- **Directions**
Count the lines below that contain the word "CertificateChain" and give only the number.

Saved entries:
───

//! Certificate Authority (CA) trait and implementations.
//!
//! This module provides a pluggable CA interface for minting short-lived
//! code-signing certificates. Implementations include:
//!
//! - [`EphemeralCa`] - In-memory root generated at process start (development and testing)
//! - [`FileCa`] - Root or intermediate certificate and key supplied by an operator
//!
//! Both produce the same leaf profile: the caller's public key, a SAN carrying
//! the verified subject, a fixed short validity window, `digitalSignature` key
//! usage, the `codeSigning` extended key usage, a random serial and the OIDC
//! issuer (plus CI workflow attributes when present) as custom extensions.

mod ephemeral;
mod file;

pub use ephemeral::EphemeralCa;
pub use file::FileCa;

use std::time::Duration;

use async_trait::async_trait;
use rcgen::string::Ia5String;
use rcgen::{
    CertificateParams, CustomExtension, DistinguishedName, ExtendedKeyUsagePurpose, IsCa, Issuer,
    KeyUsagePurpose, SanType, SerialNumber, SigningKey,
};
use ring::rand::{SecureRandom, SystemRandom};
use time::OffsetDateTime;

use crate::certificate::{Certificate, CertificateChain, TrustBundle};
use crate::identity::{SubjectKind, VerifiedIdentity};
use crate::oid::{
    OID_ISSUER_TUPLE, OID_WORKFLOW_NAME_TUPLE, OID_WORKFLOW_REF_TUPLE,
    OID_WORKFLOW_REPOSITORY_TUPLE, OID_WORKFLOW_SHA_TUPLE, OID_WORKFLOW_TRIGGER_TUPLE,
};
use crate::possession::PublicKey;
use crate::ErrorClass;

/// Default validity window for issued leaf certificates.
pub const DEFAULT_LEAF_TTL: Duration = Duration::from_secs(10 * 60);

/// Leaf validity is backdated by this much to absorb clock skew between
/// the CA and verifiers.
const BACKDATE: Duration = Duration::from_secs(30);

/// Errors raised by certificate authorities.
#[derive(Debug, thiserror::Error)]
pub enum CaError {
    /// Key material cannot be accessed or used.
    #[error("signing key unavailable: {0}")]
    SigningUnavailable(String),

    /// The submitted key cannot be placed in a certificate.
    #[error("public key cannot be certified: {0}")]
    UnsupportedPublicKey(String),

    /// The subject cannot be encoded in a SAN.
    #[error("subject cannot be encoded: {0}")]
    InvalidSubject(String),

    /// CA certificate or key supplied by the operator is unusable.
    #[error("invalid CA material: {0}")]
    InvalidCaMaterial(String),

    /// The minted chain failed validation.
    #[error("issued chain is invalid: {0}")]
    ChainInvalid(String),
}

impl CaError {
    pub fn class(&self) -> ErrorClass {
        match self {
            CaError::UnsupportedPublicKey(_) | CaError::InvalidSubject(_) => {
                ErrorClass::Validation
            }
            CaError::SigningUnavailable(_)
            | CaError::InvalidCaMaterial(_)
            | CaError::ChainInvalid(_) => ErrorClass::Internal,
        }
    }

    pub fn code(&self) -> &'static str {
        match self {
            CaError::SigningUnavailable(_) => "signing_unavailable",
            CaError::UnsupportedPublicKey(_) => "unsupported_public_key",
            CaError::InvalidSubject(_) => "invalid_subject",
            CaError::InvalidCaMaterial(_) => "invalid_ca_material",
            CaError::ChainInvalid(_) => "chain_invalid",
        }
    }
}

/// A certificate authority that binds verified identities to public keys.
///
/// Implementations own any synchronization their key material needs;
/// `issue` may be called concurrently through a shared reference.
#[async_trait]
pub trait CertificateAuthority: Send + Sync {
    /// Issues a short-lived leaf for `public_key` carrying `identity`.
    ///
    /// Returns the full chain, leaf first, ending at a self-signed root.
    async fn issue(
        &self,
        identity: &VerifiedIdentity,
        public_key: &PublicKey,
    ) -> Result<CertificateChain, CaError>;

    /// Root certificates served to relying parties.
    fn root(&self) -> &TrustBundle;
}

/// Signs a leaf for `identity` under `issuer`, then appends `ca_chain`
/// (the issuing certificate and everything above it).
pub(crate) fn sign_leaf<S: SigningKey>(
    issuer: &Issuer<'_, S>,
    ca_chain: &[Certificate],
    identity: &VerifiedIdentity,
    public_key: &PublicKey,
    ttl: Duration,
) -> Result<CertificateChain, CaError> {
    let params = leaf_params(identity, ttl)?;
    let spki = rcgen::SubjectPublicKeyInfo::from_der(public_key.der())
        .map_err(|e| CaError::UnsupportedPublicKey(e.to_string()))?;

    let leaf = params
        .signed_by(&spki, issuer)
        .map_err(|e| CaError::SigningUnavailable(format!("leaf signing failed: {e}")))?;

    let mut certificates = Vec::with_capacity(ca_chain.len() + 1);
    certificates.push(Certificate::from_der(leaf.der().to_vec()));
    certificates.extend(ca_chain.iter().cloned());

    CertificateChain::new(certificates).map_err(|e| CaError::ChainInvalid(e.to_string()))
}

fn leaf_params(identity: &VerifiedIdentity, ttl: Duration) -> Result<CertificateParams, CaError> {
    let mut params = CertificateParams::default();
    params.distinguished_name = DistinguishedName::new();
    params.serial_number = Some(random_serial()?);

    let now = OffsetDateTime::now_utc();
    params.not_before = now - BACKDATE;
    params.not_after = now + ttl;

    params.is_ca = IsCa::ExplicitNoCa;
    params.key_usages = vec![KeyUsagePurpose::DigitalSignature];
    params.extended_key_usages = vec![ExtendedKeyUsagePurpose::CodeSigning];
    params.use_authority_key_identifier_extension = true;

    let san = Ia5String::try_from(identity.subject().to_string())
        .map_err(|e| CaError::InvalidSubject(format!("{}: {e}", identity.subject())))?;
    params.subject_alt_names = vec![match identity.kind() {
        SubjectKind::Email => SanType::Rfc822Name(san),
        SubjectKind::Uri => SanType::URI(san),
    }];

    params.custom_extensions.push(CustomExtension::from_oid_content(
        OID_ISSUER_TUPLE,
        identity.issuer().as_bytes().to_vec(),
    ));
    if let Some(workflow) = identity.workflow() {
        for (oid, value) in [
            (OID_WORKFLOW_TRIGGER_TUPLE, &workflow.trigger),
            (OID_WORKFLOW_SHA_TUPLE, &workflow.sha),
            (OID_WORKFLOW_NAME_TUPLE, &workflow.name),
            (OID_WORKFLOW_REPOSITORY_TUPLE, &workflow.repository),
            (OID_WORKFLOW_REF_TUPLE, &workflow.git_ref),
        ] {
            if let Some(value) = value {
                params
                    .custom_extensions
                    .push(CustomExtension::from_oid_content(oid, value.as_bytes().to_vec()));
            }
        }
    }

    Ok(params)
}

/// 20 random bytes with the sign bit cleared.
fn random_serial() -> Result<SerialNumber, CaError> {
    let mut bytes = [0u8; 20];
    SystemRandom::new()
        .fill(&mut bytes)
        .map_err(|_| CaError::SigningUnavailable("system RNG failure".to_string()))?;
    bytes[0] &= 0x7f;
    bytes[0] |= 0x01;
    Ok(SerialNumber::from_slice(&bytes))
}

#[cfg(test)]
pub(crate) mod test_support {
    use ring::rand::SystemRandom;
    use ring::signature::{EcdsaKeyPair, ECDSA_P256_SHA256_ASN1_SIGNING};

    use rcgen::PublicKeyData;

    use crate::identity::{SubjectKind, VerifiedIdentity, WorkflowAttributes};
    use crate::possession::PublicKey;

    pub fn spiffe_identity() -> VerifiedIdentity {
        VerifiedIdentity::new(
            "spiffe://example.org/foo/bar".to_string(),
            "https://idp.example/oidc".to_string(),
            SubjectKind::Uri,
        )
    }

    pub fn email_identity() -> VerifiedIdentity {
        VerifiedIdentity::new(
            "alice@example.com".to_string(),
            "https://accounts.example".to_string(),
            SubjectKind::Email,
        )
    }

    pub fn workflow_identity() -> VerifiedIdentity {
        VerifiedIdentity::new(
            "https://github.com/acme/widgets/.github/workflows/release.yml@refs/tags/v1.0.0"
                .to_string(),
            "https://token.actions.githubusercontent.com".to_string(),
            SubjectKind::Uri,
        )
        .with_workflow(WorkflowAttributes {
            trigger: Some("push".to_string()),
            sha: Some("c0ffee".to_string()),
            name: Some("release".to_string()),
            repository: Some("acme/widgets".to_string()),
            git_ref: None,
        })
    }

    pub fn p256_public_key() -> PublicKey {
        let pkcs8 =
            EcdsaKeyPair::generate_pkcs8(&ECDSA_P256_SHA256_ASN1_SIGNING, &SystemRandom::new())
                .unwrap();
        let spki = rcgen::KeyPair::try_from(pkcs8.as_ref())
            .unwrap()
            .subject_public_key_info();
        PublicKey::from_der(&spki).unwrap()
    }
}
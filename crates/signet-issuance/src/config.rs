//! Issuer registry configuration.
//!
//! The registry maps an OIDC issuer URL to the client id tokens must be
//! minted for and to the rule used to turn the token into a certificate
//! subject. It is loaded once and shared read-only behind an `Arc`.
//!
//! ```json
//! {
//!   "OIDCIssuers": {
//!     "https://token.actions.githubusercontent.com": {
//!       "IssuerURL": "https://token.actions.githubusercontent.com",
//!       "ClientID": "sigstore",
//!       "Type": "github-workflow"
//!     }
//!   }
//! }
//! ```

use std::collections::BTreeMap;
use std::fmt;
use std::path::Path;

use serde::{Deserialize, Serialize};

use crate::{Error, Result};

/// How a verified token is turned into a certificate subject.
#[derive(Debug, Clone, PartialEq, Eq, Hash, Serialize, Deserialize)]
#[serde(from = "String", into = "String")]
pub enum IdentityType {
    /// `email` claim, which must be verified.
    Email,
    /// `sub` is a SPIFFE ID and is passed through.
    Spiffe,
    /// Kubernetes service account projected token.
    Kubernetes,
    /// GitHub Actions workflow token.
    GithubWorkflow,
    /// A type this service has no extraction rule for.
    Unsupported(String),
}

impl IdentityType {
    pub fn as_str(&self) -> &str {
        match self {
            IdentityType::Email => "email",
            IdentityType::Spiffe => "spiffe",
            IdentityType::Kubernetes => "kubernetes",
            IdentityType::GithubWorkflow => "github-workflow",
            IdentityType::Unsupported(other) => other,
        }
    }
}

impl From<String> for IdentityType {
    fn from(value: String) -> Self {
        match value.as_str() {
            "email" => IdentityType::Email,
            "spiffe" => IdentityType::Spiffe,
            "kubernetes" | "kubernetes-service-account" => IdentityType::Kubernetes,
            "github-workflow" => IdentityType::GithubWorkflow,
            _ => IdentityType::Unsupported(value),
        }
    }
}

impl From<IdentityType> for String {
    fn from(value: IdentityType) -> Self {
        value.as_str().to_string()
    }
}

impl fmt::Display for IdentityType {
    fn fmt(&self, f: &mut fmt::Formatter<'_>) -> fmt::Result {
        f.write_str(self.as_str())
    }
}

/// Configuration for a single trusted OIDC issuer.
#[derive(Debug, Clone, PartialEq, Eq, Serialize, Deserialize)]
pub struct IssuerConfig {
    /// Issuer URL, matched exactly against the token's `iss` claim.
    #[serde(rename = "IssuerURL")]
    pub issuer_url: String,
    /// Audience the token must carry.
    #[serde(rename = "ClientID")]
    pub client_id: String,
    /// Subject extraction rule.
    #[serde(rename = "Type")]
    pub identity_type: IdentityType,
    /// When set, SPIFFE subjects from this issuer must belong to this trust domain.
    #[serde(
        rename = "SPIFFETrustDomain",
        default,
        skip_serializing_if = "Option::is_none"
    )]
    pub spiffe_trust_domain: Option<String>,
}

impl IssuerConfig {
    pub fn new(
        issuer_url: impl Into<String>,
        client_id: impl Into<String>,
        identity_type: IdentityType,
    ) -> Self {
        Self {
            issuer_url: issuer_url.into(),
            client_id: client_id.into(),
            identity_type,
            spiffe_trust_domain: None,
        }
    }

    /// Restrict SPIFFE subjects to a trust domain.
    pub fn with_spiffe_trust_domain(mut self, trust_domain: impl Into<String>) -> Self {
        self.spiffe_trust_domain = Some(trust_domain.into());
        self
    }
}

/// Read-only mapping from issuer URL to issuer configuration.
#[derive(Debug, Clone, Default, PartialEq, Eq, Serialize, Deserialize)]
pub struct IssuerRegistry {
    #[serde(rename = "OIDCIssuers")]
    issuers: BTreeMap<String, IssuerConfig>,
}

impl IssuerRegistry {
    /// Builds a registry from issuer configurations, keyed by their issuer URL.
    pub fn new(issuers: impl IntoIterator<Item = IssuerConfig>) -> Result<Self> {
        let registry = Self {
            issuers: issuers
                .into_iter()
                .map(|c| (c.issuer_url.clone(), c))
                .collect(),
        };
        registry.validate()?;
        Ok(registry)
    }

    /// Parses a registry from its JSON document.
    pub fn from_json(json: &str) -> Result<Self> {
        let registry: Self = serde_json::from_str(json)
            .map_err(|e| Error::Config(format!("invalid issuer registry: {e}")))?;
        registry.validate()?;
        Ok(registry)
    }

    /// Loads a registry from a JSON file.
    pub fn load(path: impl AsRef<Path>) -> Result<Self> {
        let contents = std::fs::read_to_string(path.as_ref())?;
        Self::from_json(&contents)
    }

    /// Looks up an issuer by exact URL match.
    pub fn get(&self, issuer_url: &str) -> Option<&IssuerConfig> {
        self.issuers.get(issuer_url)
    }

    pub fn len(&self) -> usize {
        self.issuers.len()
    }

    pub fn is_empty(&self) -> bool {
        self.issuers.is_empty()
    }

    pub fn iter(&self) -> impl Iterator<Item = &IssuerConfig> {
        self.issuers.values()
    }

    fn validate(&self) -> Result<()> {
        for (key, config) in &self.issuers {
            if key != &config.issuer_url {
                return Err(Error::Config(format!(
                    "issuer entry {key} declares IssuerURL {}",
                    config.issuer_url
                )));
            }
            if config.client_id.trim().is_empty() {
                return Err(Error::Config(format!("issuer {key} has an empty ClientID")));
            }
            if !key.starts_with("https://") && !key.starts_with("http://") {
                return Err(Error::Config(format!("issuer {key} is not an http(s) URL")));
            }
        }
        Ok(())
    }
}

───

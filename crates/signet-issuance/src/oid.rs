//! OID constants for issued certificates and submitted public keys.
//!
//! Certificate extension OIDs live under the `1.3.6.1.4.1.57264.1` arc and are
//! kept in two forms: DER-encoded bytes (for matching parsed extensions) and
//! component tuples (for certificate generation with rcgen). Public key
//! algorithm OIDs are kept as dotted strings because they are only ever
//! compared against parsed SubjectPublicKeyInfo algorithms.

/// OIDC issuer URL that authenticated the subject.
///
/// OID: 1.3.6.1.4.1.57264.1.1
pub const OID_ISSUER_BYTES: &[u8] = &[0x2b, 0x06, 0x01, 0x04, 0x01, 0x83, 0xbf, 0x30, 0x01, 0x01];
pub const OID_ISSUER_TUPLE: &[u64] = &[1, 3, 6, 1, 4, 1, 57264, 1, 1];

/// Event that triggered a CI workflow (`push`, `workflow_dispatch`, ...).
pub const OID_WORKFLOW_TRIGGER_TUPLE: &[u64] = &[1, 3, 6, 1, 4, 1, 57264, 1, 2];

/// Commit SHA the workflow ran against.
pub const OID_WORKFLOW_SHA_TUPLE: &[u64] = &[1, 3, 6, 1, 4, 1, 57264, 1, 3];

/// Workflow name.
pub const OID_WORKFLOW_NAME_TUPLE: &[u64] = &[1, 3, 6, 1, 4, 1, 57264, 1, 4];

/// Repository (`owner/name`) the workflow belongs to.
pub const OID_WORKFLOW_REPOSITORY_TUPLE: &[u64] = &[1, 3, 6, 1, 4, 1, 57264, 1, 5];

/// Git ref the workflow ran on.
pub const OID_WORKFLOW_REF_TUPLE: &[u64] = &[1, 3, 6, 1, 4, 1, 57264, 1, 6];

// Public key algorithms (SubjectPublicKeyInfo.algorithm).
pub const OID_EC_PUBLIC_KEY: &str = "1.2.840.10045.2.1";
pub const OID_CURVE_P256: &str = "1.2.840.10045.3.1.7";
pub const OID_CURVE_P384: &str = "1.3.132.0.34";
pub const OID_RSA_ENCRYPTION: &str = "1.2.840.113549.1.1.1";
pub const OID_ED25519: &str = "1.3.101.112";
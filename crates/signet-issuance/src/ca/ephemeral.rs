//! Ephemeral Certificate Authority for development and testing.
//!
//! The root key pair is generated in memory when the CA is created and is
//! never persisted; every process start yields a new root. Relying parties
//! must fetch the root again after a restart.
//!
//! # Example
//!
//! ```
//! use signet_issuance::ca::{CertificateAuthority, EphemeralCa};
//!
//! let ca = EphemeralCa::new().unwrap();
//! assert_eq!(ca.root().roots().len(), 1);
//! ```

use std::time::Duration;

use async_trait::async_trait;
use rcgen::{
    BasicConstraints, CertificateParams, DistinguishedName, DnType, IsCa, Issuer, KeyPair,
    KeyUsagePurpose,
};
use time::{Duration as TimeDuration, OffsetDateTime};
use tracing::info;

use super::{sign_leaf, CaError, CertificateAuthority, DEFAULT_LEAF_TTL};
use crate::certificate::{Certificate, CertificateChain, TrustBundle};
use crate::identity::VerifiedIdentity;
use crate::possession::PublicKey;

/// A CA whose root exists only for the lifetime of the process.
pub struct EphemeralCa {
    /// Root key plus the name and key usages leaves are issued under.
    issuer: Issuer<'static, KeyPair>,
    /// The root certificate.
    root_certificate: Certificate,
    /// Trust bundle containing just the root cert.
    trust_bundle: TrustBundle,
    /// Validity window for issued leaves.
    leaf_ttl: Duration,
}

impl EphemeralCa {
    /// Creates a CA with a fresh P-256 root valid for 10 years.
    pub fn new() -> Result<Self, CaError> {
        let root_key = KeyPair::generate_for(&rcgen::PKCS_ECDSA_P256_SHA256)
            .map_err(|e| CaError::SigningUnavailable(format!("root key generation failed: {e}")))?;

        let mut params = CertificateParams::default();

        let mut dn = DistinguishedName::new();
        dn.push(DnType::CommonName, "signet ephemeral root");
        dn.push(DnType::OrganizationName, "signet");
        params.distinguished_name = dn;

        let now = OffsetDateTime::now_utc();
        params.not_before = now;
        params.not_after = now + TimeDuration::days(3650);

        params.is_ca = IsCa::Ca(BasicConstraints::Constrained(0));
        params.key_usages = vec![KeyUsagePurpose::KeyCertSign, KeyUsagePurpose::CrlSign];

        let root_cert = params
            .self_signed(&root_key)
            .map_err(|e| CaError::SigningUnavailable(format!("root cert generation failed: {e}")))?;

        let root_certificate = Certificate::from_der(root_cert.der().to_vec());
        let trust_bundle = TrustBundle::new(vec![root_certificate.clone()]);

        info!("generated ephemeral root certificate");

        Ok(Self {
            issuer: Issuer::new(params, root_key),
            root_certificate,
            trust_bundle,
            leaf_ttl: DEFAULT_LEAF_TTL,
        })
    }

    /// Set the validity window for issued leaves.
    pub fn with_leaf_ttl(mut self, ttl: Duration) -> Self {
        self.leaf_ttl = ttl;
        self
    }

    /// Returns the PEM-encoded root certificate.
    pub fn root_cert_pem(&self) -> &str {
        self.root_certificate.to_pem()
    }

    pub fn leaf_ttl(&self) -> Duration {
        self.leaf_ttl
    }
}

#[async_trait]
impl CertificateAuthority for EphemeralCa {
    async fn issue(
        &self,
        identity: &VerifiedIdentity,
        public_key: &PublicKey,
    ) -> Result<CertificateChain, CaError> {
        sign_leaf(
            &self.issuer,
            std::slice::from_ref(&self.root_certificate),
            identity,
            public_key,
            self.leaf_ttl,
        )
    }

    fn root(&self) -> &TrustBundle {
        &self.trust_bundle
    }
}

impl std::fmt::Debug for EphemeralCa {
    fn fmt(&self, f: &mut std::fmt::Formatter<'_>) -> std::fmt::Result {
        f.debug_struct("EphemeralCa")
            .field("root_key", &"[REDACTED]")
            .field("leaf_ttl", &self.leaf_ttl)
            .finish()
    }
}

───

- **Result**
6